After a Decade of Hardship, State Spending Still Up

As Virginians ponder the amendments to Virginia’s two-year budget proposed this morning by Governor Bob McDonnell, it is worth remembering the extent to which state government spending has increased over the past 10 years despite three years of hardship occasioned by the 2008 recession.

Over the last decade, Virginia’s operating budget increased by $15.4 billion (62%) — a 35% increase in general funds and an 86% increase in non-general funds. When controlling for growth in population and inflation, total budget growth was 18% over the ten-year period.

So says “The Review of State Spending: 2012 Update” released November by the Joint Legislative Audit and Review Commission (JLARC). After adjustments, General Fund spending actually declined 1% over the decade but non-general fund spending more than made up the difference.

Nine of 196 programs — including health care, education and transportation — accounted for 78% of the total budget growth over the 10-year period. Interesting… health care, education and transportation are three of the most dysfunctional sectors of Virginia’s (and the United States’) economy. All three sectors are exempt from market discipline, and all three are resistant to  fundamental re-thinking or reform. While tinkering on the margins, Virginia’s political establishment continues to pump more money into these broken institutions.

– JAB

6 Responses to After a Decade of Hardship, State Spending Still Up

  1. when you say you account for inflation – do you account for the increases in health care costs – independent from inflation?

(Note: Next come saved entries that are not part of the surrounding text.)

//! Bounded newest-first feed window with transient "new" highlights

use sentinel_config::FeedConfig;
use std::collections::{BTreeSet, HashMap, HashSet};
use std::time::{Duration, Instant};

use crate::models::Transaction;

/// Highlight marks for recently arrived transactions.
///
/// Each mark carries its own expiry instant; expired marks are ignored by
/// queries and dropped by [`RecentArrivals::sweep`], so no timer is needed
/// per transaction.
#[derive(Debug, Clone)]
pub struct RecentArrivals {
    ttl: Duration,
    expiry: HashMap<String, Instant>,
}

impl RecentArrivals {
    pub fn new(ttl: Duration) -> Self {
        Self {
            ttl,
            expiry: HashMap::new(),
        }
    }

    /// Mark an id as new until `now + ttl`
    pub fn mark(&mut self, id: &str, now: Instant) {
        self.expiry.insert(id.to_string(), now + self.ttl);
    }

    pub fn is_recent(&self, id: &str, now: Instant) -> bool {
        self.expiry.get(id).map_or(false, |expires| now < *expires)
    }

    pub fn forget(&mut self, id: &str) {
        self.expiry.remove(id);
    }

    /// Drop expired marks, returning how many were removed
    pub fn sweep(&mut self, now: Instant) -> usize {
        let before = self.expiry.len();
        self.expiry.retain(|_, expires| now < *expires);
        before - self.expiry.len()
    }

    /// Ids still highlighted at `now`
    pub fn ids(&self, now: Instant) -> BTreeSet<String> {
        self.expiry
            .iter()
            .filter(|(_, expires)| now < **expires)
            .map(|(id, _)| id.clone())
            .collect()
    }

    /// Earliest pending expiry, if any mark is held
    pub fn next_expiry(&self) -> Option<Instant> {
        self.expiry.values().min().copied()
    }

    pub fn clear(&mut self) {
        self.expiry.clear();
    }

    /// Number of marks held, expired or not
    pub fn len(&self) -> usize {
        self.expiry.len()
    }

    pub fn is_empty(&self) -> bool {
        self.expiry.is_empty()
    }
}

/// Result of a single ingestion
#[derive(Debug, Clone, Default, PartialEq, Eq)]
pub struct IngestOutcome {
    /// Ids dropped from the tail to respect the capacity
    pub evicted: Vec<String>,
    /// An older entry with the same id was replaced
    pub replaced: bool,
}

/// Newest-first sliding window over the transaction stream
#[derive(Debug, Clone)]
pub struct FeedBuffer {
    entries: Vec<Transaction>,
    capacity: usize,
    recent: RecentArrivals,
    revision: u64,
}

impl FeedBuffer {
    /// Create an empty buffer; a zero capacity is raised to one
    pub fn new(capacity: usize, highlight: Duration) -> Self {
        Self {
            entries: Vec::with_capacity(capacity.max(1) + 1),
            capacity: capacity.max(1),
            recent: RecentArrivals::new(highlight),
            revision: 0,
        }
    }

    pub fn from_config(config: &FeedConfig) -> Self {
        Self::new(config.capacity, Duration::from_millis(config.highlight_ms))
    }

    /// Replace the contents with an initial batch (newest first).
    ///
    /// Entries beyond the capacity and repeated ids are dropped; existing
    /// highlight marks are cleared.
    pub fn seed(&mut self, batch: Vec<Transaction>) {
        let mut seen = HashSet::new();
        self.entries = batch
            .into_iter()
            .map(Transaction::sanitized)
            .filter(|tx| seen.insert(tx.id.clone()))
            .take(self.capacity)
            .collect();
        self.recent.clear();
        self.revision += 1;
        log::debug!("Feed seeded with {} transactions", self.entries.len());
    }

    /// Prepend a transaction, highlight it and truncate to the capacity
    pub fn ingest(&mut self, next: Transaction, now: Instant) -> IngestOutcome {
        let next = next.sanitized();
        let mut outcome = IngestOutcome::default();

        if let Some(pos) = self.position(&next.id) {
            log::warn!("Transaction {} arrived twice, replacing the older entry", next.id);
            self.entries.remove(pos);
            outcome.replaced = true;
        }

        self.recent.mark(&next.id, now);
        self.entries.insert(0, next);

        while self.entries.len() > self.capacity {
            if let Some(evicted) = self.entries.pop() {
                self.recent.forget(&evicted.id);
                outcome.evicted.push(evicted.id);
            }
        }

        self.revision += 1;
        log::debug!(
            "Ingested {} ({} in window, {} evicted)",
            self.entries[0].id,
            self.entries.len(),
            outcome.evicted.len()
        );
        outcome
    }

    /// Expire highlight marks; contents are untouched
    pub fn sweep(&mut self, now: Instant) -> usize {
        self.recent.sweep(now)
    }

    /// When the next highlight lapses
    pub fn next_expiry(&self) -> Option<Instant> {
        self.recent.next_expiry()
    }

    pub fn transactions(&self) -> &[Transaction] {
        &self.entries
    }

    pub fn get(&self, id: &str) -> Option<&Transaction> {
        self.entries.iter().find(|tx| tx.id == id)
    }

    pub fn position(&self, id: &str) -> Option<usize> {
        self.entries.iter().position(|tx| tx.id == id)
    }

    pub fn len(&self) -> usize {
        self.entries.len()
    }

    pub fn is_empty(&self) -> bool {
        self.entries.is_empty()
    }

    pub fn capacity(&self) -> usize {
        self.capacity
    }

    /// Changes whenever the contents change; used as the buffer identity
    pub fn revision(&self) -> u64 {
        self.revision
    }

    pub fn is_recent(&self, id: &str, now: Instant) -> bool {
        self.recent.is_recent(id, now)
    }

    pub fn recent_ids(&self, now: Instant) -> BTreeSet<String> {
        self.recent.ids(now)
    }
}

    also.. if you look at places like NoVa – cost of living plays into education. I note that NoVa receives cost-of-living stipends for teachers.

    also – transportation – that seems odd given then we are told are VDOT is broke and the gas tax has lost 50% of it’s spending power.

  2. Slow down, Jimbo. General Fund spending has been under tight, tight control through this period of hard times, and the state is to be commended for it. The report includes a list of agencies spending less, in dollars adjusted for inflation and populatoin growth, than they did a decade ago. Others are getting less state dollars (but are spending plenty from other sources — example, UVA.)

    Non-general fund spending is through the roof in part because it includes all the federal share of Medicaid, all the revenue from whatever source (patient pay, private insurace, Medicare) at the state hospitals, and the skyrocketing tuition at the higher education institutions. .

    Transportation funding is mostly non general funds as well because the state budget recognizes the motor fuels tax as a fee — just like higher ed tuition. But indeed it is a fixed fee (unlike hospital costs or college tuitions) so it is not the reason for rapid NGF growth. Frankly, I’m not sure how bond revenues are treated in all this — when the state sells bonds to build roads, how is that incoming cash booked? Federal funds for transportation — also NGF. There is nothing in that report to refute the need for additional dollars for maintenance, for example.

    It is fair to point to the General Assembly for some of the NGF growth (higher tuitions are at least in part due to shrinking state funding, cost shifting with a vengance), but not really fair to point to the GA as responsible for Medicaid and other medical related hyper inflation. The core functions supported by the sales, income and corporate income taxes – the General Fund — has been restrained.

    • Do you deny that the state has pumped more money into health care, education and (through borrowed money) transportation? Do you deny that those sectors are exempt from market discipline? Do you deny that those sectors are dysfunctional?

  3. so.. how about a short table showing the budget for the last 5-10 years?

  4. The JIARC website has very good info on general and non general fund spending. GF is less than 2003 when adjusted for population and inflation. Non GF includes debt for roads etc.

  5. FYI – up again for consideration:

    Retail Sales and Use Tax; increases amount of revenue dedicated to Transportation Trust Fund. (HB1403)
    Sales and use tax revenue dedicated to the Transportation Trust Fund. Increases the amount of sales and use tax revenue dedicated to the Transportation Trust Fund from an amount generated by a 0.5 percent tax rate under current law to an amount generated by a one percent tax rate, phased in by a 0.1 percent increase each year for five years, or over a longer period of time if there is a lack of growth in general fund revenues.

    so Jim’s premise that we keep spending more – seems to have some merit as McDonnell is essentially offering to allocated a bigger share of GF revenues to transportation – contingent on revenue growth.
    So.. he’s counting on spending more…. if we collect more

    which is ODD for a fiscal conservative these days because the tea bagger types say that when revenues exceed prior years, the money should go back to taxpayers.

    but here we have McDonnell behaving just like the tax&spend types but in a bit of a stealthy way.